Wednesday, August 25, 2010

The Problem With Labels

Check out this discussion between Conor Friedersdorf and Conn Carroll on Bloggingheads in which they discuss labels and labeling (e.g. conservative, liberal,etc.) Specifically, Carroll likes them and thinks they are a useful shortcut. Friedersdorf disagrees.



I find myself much closer to Friedersdorf. Labels can be alright as long as people using them and reading (or hearing or whatever) them remember that they are not always accurate, that they are mental shortcuts that are not capable of fully describing a person.
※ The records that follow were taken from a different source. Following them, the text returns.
/// Flags are displayed in canonical order, e.g. `gim`.
impl std::fmt::Display for RegExpFlags {
    fn fmt(&self, formatter: &mut std::fmt::Formatter) -> Result<(), std::fmt::Error> {
        for &(set, c) in &[
            (self.global, 'g'),
            (self.ignore_case, 'i'),
            (self.multiline, 'm'),
            (self.unicode, 'u'),
            (self.sticky, 'y'),
        ] {
            if set {
                write!(formatter, "{}", c)?;
            }
        }
        Ok(())
    }
}

/// The root of a tree.
#[derive(Clone, Debug, Default, PartialEq)]
pub struct Program {
    pub body: Vec<Node>,
}
impl Program {
    pub fn new(body: Vec<Node>) -> Self {
        Program { body }
    }
}

#[derive(Clone, Debug, PartialEq)]
pub enum Node {
    Identifier {
        name: String,
    },
    RegExpLiteral {
        pattern: String,
        flags: RegExpFlags,
    },
    NullLiteral,
    StringLiteral {
        value: String,
    },
    BooleanLiteral {
        value: bool,
    },
    NumericLiteral {
        value: f64,
        /// The source spelling, if known.
        raw: Option<String>,
    },
    ExpressionStatement {
        expression: Box<Node>,
    },
    BlockStatement {
        body: Vec<Node>,
    },
    EmptyStatement,
    DebuggerStatement,
    WithStatement {
        object: Box<Node>,
        body: Box<Node>,
    },
    ReturnStatement {
        argument: Option<Box<Node>>,
    },
    LabeledStatement {
        label: Box<Node>,
        body: Box<Node>,
    },
    BreakStatement {
        label: Option<Box<Node>>,
    },
    ContinueStatement {
        label: Option<Box<Node>>,
    },
    IfStatement {
        test: Box<Node>,
        consequent: Box<Node>,
        alternate: Option<Box<Node>>,
    },
    SwitchStatement {
        discriminant: Box<Node>,
        cases: Vec<Node>,
    },
    SwitchCase {
        /// `None` for `default:`.
        test: Option<Box<Node>>,
        consequent: Vec<Node>,
    },
    ThrowStatement {
        argument: Box<Node>,
    },
    TryStatement {
        block: Box<Node>,
        handler: Option<Box<Node>>,
        finalizer: Option<Box<Node>>,
    },
    CatchClause {
        param: Option<Box<Node>>,
        body: Box<Node>,
    },
    WhileStatement {
        test: Box<Node>,
        body: Box<Node>,
    },
    DoWhileStatement {
        body: Box<Node>,
        test: Box<Node>,
    },
    ForStatement {
        init: Option<Box<Node>>,
        test: Option<Box<Node>>,
        update: Option<Box<Node>>,
        body: Box<Node>,
    },
    ForInStatement {
        left: Box<Node>,
        right: Box<Node>,
        body: Box<Node>,
    },
    ForOfStatement {
        left: Box<Node>,
        right: Box<Node>,
        body: Box<Node>,
    },
    ForAwaitStatement {
        left: Box<Node>,
        right: Box<Node>,
        body: Box<Node>,
    },
    FunctionDeclaration {
        id: Box<Node>,
        params: Vec<Node>,
        body: Box<Node>,
        generator: bool,
        is_async: bool,
    },
    VariableDeclaration {
        kind: VariableKind,
        declarations: Vec<Node>,
    },
    VariableDeclarator {
        id: Box<Node>,
        init: Option<Box<Node>>,
    },
    Super,
    ThisExpression,
    ArrowFunctionExpression {
        params: Vec<Node>,
        /// Either a `BlockStatement` or an expression.
        body: Box<Node>,
        is_async: bool,
    },
    YieldExpression {
        argument: Option<Box<Node>>,
        delegate: bool,
    },
    AwaitExpression {
        argument: Box<Node>,
    },
    ArrayExpression {
        /// `None` for holes, as in `[, a]`.
        elements: Vec<Option<Node>>,
    },
    ObjectExpression {
        properties: Vec<Node>,
    },
    ObjectProperty {
        key: Box<Node>,
        value: Box<Node>,
        computed: bool,
        shorthand: bool,
    },
    ObjectMethod {
        kind: MethodKind,
        key: Box<Node>,
        params: Vec<Node>,
        body: Box<Node>,
        computed: bool,
        generator: bool,
        is_async: bool,
    },
    RestProperty {
        argument: Box<Node>,
    },
    SpreadProperty {
        argument: Box<Node>,
    },
    FunctionExpression {
        id: Option<Box<Node>>,
        params: Vec<Node>,
        body: Box<Node>,
        generator: bool,
        is_async: bool,
    },
    UnaryExpression {
        operator: UnaryOperator,
        prefix: bool,
        argument: Box<Node>,
    },
    UpdateExpression {
        operator: UpdateOperator,
        prefix: bool,
        argument: Box<Node>,
    },
    BinaryExpression {
        operator: BinaryOperator,
        left: Box<Node>,
        right: Box<Node>,
    },
    AssignmentExpression {
        operator: AssignmentOperator,
        left: Box<Node>,
        right: Box<Node>,
    },
    LogicalExpression {
        operator: LogicalOperator,
        left: Box<Node>,
        right: Box<Node>,
    },
    SpreadElement {
        argument: Box<Node>,
    },
    MemberExpression {
        object: Box<Node>,
        property: Box<Node>,
        computed: bool,
    },
    BindExpression {
        object: Option<Box<Node>>,
        callee: Box<Node>,
    },
    ConditionalExpression {
        test: Box<Node>,
        consequent: Box<Node>,
        alternate: Box<Node>,
    },
    CallExpression {
        callee: Box<Node>,
        arguments: Vec<Node>,
    },
    NewExpression {
        callee: Box<Node>,
        arguments: Vec<Node>,
    },
    SequenceExpression {
        expressions: Vec<Node>,
    },
    TemplateLiteral {
        /// Always one more quasi than expressions.
        quasis: Vec<Node>,
        expressions: Vec<Node>,
    },
    TaggedTemplateExpression {
        tag: Box<Node>,
        quasi: Box<Node>,
    },
    TemplateElement {
        /// The cooked (unescaped) value.
        value: String,
    },
    ObjectPattern {
        properties: Vec<Node>,
    },
    ArrayPattern {
        elements: Vec<Option<Node>>,
    },
    RestElement {
        argument: Box<Node>,
    },
    AssignmentPattern {
        left: Box<Node>,
        right: Box<Node>,
    },
    ClassBody {
        body: Vec<Node>,
    },
    ClassMethod {
        kind: MethodKind,
        key: Box<Node>,
        params: Vec<Node>,
        body: Box<Node>,
        computed: bool,
        is_static: bool,
        generator: bool,
        is_async: bool,
    },
    ClassProperty {
        key: Box<Node>,
        value: Option<Box<Node>>,
        computed: bool,
        is_static: bool,
    },
    ClassDeclaration {
        id: Box<Node>,
        super_class: Option<Box<Node>>,
        body: Box<Node>,
    },
    ClassExpression {
        id: Option<Box<Node>>,
        super_class: Option<Box<Node>>,
        body: Box<Node>,
    },
    MetaProperty {
        meta: Box<Node>,
        property: Box<Node>,
    },
}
Unfortunately, this typically does not happen. We divide everything into oversimplified black and white groups. As such, one label becomes a signal of good and its opposite becomes the moniker of the scary other, the bad (like...conservative and liberal). We form teams. The team you belong to is obviously the good team and so the other team is the enemy. That also means that someone supposedly part of your team who disagrees with you in some way must clearly not be on your team whatever you may agree on. He or she is apostate and must be cast out like Carroll does with Andrew Sullivan.
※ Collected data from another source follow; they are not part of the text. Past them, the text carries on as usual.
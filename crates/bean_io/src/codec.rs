use crate::decode::{Decoded, Decoder};
use crate::encode::Encoder;
use crate::kind::KindRegistry;
use crate::literals::Dictionary;
use crate::{DecodeError, EncodeError, Statistics, Vocabulary, VocabularyError};

use bean_shared::{NodeKind, Program};

use itertools::Itertools;

/// The read-only tables of the format, shared by any number of encode and
/// decode calls, possibly on several threads.
#[derive(Clone, Debug)]
pub struct Codec {
    registry: KindRegistry,
    dictionary: Dictionary,
}
impl Codec {
    /// Validate a vocabulary and build its lookup tables.
    pub fn new(vocabulary: &Vocabulary) -> Result<Self, VocabularyError> {
        let registry = KindRegistry::new(&vocabulary.kinds)?;
        let dictionary = Dictionary::new(&vocabulary.globals, &vocabulary.identifiers)?;
        debug!(
            target: "bean_vocabulary",
            "Codec with {} kinds, {} globals, {} identifiers",
            registry.len(),
            vocabulary.globals.len(),
            vocabulary.identifiers.len()
        );
        if registry.len() < NodeKind::ALL.len() {
            debug!(
                target: "bean_vocabulary",
                "Kinds that cannot be encoded: {}",
                NodeKind::ALL
                    .iter()
                    .filter(|kind| registry.code_of(**kind).is_none())
                    .join(", ")
            );
        }
        Ok(Codec {
            registry,
            dictionary,
        })
    }

    pub fn registry(&self) -> &KindRegistry {
        &self.registry
    }

    pub fn dictionary(&self) -> &Dictionary {
        &self.dictionary
    }

    pub fn encode(&self, program: &Program) -> Result<Vec<u8>, EncodeError> {
        self.encode_with_statistics(program).map(|(bytes, _)| bytes)
    }

    pub fn encode_with_statistics(&self, program: &Program) -> Result<(Vec<u8>, Statistics), EncodeError> {
        Encoder::new(&self.registry, &self.dictionary).encode(program)
    }

    /// Decode a stream to source text.
    pub fn decode(&self, bytes: &[u8]) -> Result<String, DecodeError> {
        self.decode_tokens(bytes)?.to_source()
    }

    /// Decode a stream, without joining the tokens.
    pub fn decode_tokens(&self, bytes: &[u8]) -> Result<Decoded, DecodeError> {
        Decoder::new(&self.registry, &self.dictionary, bytes).decode()
    }
}

#[cfg(test)]
mod tests {
    use super::*;
    use crate::{FormatError, SchemaError};
    use bean_shared::ast::*;

    #[test]
    fn test_codec_is_shareable() {
        fn assert_send_sync<T: Send + Sync>() {}
        assert_send_sync::<Codec>();
    }

    #[test]
    fn test_codec_roundtrip() {
        let _ = env_logger::try_init();
        let codec = Codec::new(&Vocabulary::default()).expect("Could not build codec");
        let program = Program::new(vec![Node::statement(Node::CallExpression {
            callee: Box::new(Node::identifier("alert")),
            arguments: vec![Node::string("hi"), Node::number(1000.)],
        })]);
        let (bytes, statistics) = codec
            .encode_with_statistics(&program)
            .expect("Could not encode");
        assert_eq!(statistics.total_bytes(), bytes.len().into());
        assert_eq!(codec.decode(&bytes), Ok("alert(\"hi\",1e3);".to_string()));
    }

    #[test]
    fn test_vocabulary_validation() {
        let mut vocabulary = Vocabulary::default();
        vocabulary.kinds.push("Identifier".to_string());
        assert_matches!(
            Codec::new(&vocabulary),
            Err(VocabularyError::DuplicateKind(ref name)) if name == "Identifier"
        );

        let mut vocabulary = Vocabulary::default();
        vocabulary.globals.push("one more".to_string());
        assert_matches!(
            Codec::new(&vocabulary),
            Err(VocabularyError::TooManyGlobals(129))
        );

        let vocabulary = Vocabulary {
            kinds: vec!["Identifier".to_string(), "Frobnicate".to_string()],
            ..Vocabulary::default()
        };
        assert_matches!(
            Codec::new(&vocabulary),
            Err(VocabularyError::UnknownKind(_))
        );
    }

    #[test]
    fn test_unregistered_kind() {
        let vocabulary = Vocabulary {
            kinds: vec!["ExpressionStatement".to_string(), "Identifier".to_string()],
            ..Vocabulary::default()
        };
        let codec = Codec::new(&vocabulary).expect("Could not build codec");
        let program = Program::new(vec![Node::statement(Node::ThisExpression)]);
        assert_matches!(
            codec.encode(&program),
            Err(EncodeError::Schema(SchemaError::UnregisteredKind(NodeKind::ThisExpression)))
        );

        // In this vocabulary, code 34 is free.
        assert_matches!(
            codec.decode(&[32, 34]),
            Err(DecodeError::Format(FormatError::BadKind { offset: 1, code: 34 }))
        );
    }
}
What this means is that a label can end up obfuscating just as often as it clarifies. A journalist or blogger or anyone writing for an online audience is typically trying to explain a topic or their views on said topic. If using a label is not going to aid in that endeavor, then it should not be used. Carroll's argument that these labels help him understand a writer and their biases and the "holes" in their arguments was just bizarre. A person's ideas should stand on their own. You shouldn't need to know what label they are in your world-view in order to judge the merit of the argument. Carroll's use of labels this way allows him to agree with anyone on his team whatever the merit of their position and disagree with someone with the wrong label in the same manner.
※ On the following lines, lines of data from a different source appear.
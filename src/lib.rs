//! A compact binary encoding for JavaScript syntax trees.
//!
//! # The format
//!
//! A program is written as a pre-order walk of its tree, one tag byte per
//! node, followed by the strings that the program uses and that no built-in
//! table already holds. Decoding gives back equivalent source text, without
//! the whitespace and comments of the input.
//!
//! Specifications of the format are cut in three layers:
//!
//! - the AST (see module `shared`);
//! - the lookup tables (see `io::kind`, `io::literals` and `io::vocabulary`);
//! - the bytes (see `io::encode`, `io::decode` and `io::bytes`).
//!
//! ```
//! let bytes = bean::encode_json_str(r#"{
//!     "type": "Program",
//!     "body": [{
//!         "type": "ExpressionStatement",
//!         "expression": { "type": "Identifier", "name": "x" }
//!     }]
//! }"#).unwrap();
//! assert_eq!(bean::decode(&bytes).unwrap(), "x;");
//! ```

#[macro_use]
extern crate log;

use derive_more::{Display, From};

use std::sync::OnceLock;

pub mod shared {
    pub use bean_shared::*;
}

pub mod io {
    pub use bean_io::*;
}

/// Reading parser output into an AST.
pub mod source;

pub use bean_io::{Codec, DecodeError, EncodeError, Statistics, Vocabulary};
pub use bean_shared::{FromJSON, FromJSONError, Node, NodeKind, Program};

#[derive(Debug, Display, From)]
pub enum Error {
    #[display(fmt = "could not parse JSON: {}", _0)]
    Json(serde_json::Error),

    #[display(fmt = "could not import tree: {}", _0)]
    Import(FromJSONError),

    #[display(fmt = "could not encode: {}", _0)]
    Encode(EncodeError),

    #[display(fmt = "could not decode: {}", _0)]
    Decode(DecodeError),
}
impl std::error::Error for Error {
    fn source(&self) -> Option<&(dyn std::error::Error + 'static)> {
        match *self {
            Error::Json(ref err) => Some(err),
            Error::Import(ref err) => Some(err),
            Error::Encode(ref err) => Some(err),
            Error::Decode(ref err) => Some(err),
        }
    }
}

/// The codec of the built-in vocabulary, built on first use.
pub fn codec() -> &'static Codec {
    static CODEC: OnceLock<Codec> = OnceLock::new();
    CODEC.get_or_init(|| {
        debug!(target: "bean", "Building the default codec");
        Codec::new(&Vocabulary::default()).expect("The built-in vocabulary is valid")
    })
}

/// Encode a program with the built-in vocabulary.
pub fn encode(program: &Program) -> Result<Vec<u8>, EncodeError> {
    codec().encode(program)
}

/// Decode a stream encoded with the built-in vocabulary.
pub fn decode(bytes: &[u8]) -> Result<String, DecodeError> {
    codec().decode(bytes)
}

/// Encode the JSON output of a Babel parse, either a `File` or a `Program`.
pub fn encode_json_str(json: &str) -> Result<Vec<u8>, Error> {
    use source::SourceParser;
    let program = source::BabelJson.parse_str(json)?;
    Ok(encode(&program)?)
}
In fact the reason I don't like to call myself a liberal or a conservative or any other label is because it is too easy to make that a neat little box to put someone in and I don't feel like I fit in a box like that at least not politically. Some labels are okay - male (nothing confusing about that...for me), dork/nerd (uhm...I play Dungeons & Dragons, love Star Trek, read Lord of the Rings over and over, can recite quite a bit of pi off the top of my head, so there's no real disputing of that one), father (I've tried not claiming my two daughters; it didn't work). Maybe there are a few others that I can accept. But when it comes to politics, I think it's far too broad a subject and the labels far too meaningless to let one apply to me. Do I typically lean left? Yeah. Do I agree with orthodox liberals (whatever those may be) on everything? Definitely not. As Friedersdorf said, calling me a liberal would not tell you much about how I thought politically.